(Collected data)
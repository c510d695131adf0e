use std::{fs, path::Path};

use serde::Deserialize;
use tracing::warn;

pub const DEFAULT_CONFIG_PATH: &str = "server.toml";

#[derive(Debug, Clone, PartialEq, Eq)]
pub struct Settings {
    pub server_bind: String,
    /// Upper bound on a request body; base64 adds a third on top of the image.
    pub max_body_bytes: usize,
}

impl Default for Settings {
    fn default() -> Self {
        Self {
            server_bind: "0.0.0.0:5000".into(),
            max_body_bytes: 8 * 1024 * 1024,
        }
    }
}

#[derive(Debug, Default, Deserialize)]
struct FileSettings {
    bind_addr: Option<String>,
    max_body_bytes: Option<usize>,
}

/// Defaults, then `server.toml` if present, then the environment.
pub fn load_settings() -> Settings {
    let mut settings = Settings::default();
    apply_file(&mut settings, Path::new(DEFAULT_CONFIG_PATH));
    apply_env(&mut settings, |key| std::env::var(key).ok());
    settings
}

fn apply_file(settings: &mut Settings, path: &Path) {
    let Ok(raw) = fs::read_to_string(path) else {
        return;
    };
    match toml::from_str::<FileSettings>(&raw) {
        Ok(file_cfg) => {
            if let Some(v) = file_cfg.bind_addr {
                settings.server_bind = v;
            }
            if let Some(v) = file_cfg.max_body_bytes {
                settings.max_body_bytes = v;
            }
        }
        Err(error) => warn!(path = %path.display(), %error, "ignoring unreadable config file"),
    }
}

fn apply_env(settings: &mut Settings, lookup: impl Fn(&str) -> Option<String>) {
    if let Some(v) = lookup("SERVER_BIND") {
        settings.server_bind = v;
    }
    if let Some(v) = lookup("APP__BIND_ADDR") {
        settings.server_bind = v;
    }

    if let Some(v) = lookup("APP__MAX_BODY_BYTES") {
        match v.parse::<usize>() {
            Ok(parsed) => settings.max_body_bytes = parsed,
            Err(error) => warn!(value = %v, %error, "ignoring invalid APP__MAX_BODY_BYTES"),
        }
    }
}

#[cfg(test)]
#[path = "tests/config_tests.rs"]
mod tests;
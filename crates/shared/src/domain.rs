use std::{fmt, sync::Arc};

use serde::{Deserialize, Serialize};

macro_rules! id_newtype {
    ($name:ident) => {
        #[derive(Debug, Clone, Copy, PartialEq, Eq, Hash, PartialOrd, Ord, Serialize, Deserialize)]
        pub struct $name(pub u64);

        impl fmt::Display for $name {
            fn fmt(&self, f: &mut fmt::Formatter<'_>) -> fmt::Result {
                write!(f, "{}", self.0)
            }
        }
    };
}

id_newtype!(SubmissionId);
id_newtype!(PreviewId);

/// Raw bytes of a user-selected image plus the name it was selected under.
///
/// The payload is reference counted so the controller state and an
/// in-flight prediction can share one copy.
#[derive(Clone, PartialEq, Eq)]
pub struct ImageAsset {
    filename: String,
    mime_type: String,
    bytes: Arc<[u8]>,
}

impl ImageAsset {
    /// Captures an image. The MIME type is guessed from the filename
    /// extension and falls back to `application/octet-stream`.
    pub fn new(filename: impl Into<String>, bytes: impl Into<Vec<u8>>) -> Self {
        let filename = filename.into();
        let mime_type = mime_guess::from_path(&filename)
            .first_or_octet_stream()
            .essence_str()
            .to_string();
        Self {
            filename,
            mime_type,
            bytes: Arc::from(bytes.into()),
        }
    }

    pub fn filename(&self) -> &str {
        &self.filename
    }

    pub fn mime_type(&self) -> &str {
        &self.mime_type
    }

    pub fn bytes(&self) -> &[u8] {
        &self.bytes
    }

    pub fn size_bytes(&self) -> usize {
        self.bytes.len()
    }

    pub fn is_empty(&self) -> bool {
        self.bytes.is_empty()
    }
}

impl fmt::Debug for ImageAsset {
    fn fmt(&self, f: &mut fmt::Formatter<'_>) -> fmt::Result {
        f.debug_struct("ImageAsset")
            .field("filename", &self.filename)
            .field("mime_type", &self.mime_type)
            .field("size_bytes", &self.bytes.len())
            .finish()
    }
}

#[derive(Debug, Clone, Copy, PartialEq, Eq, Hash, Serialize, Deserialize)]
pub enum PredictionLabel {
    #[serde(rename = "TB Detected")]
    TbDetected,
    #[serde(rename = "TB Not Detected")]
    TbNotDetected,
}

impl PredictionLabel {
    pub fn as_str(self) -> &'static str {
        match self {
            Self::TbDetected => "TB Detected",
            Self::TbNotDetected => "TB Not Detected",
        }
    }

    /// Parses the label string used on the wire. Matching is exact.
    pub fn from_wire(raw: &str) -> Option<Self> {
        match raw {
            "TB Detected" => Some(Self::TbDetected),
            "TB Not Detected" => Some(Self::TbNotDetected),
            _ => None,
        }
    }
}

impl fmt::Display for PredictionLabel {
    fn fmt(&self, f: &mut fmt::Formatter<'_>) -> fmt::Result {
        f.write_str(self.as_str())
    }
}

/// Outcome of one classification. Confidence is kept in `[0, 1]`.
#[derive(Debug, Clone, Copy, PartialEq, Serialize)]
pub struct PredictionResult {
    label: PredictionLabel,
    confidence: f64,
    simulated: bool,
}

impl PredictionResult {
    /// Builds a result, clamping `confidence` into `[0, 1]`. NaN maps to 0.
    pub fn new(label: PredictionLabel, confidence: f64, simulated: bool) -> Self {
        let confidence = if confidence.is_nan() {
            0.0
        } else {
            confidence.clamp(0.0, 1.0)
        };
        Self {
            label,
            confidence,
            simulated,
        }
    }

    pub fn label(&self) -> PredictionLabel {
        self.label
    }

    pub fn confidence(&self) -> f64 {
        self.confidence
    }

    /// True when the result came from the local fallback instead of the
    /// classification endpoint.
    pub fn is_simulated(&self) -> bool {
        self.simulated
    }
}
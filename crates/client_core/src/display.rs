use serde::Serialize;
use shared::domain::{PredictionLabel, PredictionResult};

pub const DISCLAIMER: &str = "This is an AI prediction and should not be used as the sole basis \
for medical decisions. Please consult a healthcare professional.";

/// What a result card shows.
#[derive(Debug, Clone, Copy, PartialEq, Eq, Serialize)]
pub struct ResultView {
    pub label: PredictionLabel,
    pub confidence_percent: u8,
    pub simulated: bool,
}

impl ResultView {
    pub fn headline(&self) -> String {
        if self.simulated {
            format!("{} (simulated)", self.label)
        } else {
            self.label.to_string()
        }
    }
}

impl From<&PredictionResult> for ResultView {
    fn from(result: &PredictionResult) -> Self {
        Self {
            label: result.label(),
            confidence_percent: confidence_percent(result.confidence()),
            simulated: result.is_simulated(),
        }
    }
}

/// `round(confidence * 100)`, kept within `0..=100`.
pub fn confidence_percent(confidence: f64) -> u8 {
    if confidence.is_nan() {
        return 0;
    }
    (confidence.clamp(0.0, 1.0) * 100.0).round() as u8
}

--

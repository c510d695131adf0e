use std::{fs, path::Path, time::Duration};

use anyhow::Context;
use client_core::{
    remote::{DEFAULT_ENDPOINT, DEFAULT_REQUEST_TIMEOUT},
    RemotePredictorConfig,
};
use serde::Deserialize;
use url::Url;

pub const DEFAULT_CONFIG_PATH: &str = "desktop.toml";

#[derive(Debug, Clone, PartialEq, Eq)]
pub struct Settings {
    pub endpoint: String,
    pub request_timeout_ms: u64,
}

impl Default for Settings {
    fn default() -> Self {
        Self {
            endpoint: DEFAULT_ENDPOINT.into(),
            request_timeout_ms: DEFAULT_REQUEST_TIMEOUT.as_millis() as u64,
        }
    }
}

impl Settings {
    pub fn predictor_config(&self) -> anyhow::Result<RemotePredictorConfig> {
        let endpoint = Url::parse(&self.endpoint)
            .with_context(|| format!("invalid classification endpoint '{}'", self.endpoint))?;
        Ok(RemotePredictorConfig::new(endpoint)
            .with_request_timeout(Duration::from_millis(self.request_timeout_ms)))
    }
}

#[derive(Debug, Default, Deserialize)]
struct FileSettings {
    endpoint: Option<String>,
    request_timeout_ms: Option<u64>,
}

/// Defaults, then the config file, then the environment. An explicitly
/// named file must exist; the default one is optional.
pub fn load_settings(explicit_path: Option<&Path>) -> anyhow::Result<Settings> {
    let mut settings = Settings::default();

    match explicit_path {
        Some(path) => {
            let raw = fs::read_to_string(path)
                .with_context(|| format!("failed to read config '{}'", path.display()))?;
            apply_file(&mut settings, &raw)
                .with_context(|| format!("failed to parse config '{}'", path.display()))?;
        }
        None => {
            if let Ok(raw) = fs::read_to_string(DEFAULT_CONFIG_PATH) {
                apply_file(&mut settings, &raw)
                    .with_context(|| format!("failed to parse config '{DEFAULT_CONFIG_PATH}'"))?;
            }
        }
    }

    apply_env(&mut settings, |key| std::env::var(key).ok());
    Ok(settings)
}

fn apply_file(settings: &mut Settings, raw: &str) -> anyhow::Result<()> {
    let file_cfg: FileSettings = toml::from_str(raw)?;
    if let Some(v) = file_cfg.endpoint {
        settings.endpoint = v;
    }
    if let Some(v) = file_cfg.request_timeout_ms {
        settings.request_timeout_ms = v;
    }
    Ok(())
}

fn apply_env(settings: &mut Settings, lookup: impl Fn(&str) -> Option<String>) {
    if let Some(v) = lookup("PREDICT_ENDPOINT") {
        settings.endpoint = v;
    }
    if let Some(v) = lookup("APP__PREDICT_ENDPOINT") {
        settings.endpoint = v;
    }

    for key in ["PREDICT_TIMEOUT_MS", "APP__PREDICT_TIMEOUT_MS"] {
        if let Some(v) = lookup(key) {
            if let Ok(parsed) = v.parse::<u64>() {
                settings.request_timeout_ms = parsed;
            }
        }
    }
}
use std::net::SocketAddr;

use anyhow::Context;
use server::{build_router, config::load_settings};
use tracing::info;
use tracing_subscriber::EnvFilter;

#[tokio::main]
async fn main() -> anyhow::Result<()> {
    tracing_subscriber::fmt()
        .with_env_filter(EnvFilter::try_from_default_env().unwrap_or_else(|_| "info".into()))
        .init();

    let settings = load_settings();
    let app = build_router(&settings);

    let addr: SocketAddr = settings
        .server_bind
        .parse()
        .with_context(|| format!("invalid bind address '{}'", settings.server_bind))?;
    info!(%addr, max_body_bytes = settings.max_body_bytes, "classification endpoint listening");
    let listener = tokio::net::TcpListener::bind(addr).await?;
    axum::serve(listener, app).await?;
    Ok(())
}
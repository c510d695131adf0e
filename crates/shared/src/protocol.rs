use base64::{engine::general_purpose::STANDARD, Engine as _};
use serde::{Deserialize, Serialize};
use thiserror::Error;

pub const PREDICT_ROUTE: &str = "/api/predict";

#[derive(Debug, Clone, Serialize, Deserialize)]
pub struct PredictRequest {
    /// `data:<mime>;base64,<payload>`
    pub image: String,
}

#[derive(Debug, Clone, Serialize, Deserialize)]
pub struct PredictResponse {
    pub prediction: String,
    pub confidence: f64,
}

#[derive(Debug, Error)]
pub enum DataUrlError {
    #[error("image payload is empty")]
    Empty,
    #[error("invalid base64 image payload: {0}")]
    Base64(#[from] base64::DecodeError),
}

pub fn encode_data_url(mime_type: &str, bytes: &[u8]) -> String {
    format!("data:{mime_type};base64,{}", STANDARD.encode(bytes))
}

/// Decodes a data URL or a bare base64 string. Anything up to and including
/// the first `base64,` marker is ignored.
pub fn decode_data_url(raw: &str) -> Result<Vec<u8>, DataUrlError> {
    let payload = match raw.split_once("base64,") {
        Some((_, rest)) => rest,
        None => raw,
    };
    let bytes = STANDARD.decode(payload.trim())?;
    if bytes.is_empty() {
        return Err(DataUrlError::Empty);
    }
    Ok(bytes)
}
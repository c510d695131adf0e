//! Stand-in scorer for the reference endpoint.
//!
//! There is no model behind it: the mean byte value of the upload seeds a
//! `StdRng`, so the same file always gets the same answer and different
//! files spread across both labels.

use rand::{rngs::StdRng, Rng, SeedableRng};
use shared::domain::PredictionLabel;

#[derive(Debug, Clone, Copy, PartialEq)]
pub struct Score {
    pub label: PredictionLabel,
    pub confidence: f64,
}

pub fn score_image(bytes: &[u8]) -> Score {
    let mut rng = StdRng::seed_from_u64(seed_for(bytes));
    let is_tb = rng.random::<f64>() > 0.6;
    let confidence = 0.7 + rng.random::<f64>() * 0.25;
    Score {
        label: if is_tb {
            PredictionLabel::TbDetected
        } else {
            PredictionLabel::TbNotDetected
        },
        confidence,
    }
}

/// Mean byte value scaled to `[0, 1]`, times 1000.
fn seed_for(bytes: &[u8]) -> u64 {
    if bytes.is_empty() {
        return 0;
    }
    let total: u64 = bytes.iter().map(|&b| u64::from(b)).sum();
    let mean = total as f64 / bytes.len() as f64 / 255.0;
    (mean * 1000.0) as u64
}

### Work to complete
Where a line above includes "then", copy that line.

### Answer to this task
/// Defaults, then `server.toml` if present, then the environment.
/// Defaults, then the config file, then the environment. An explicitly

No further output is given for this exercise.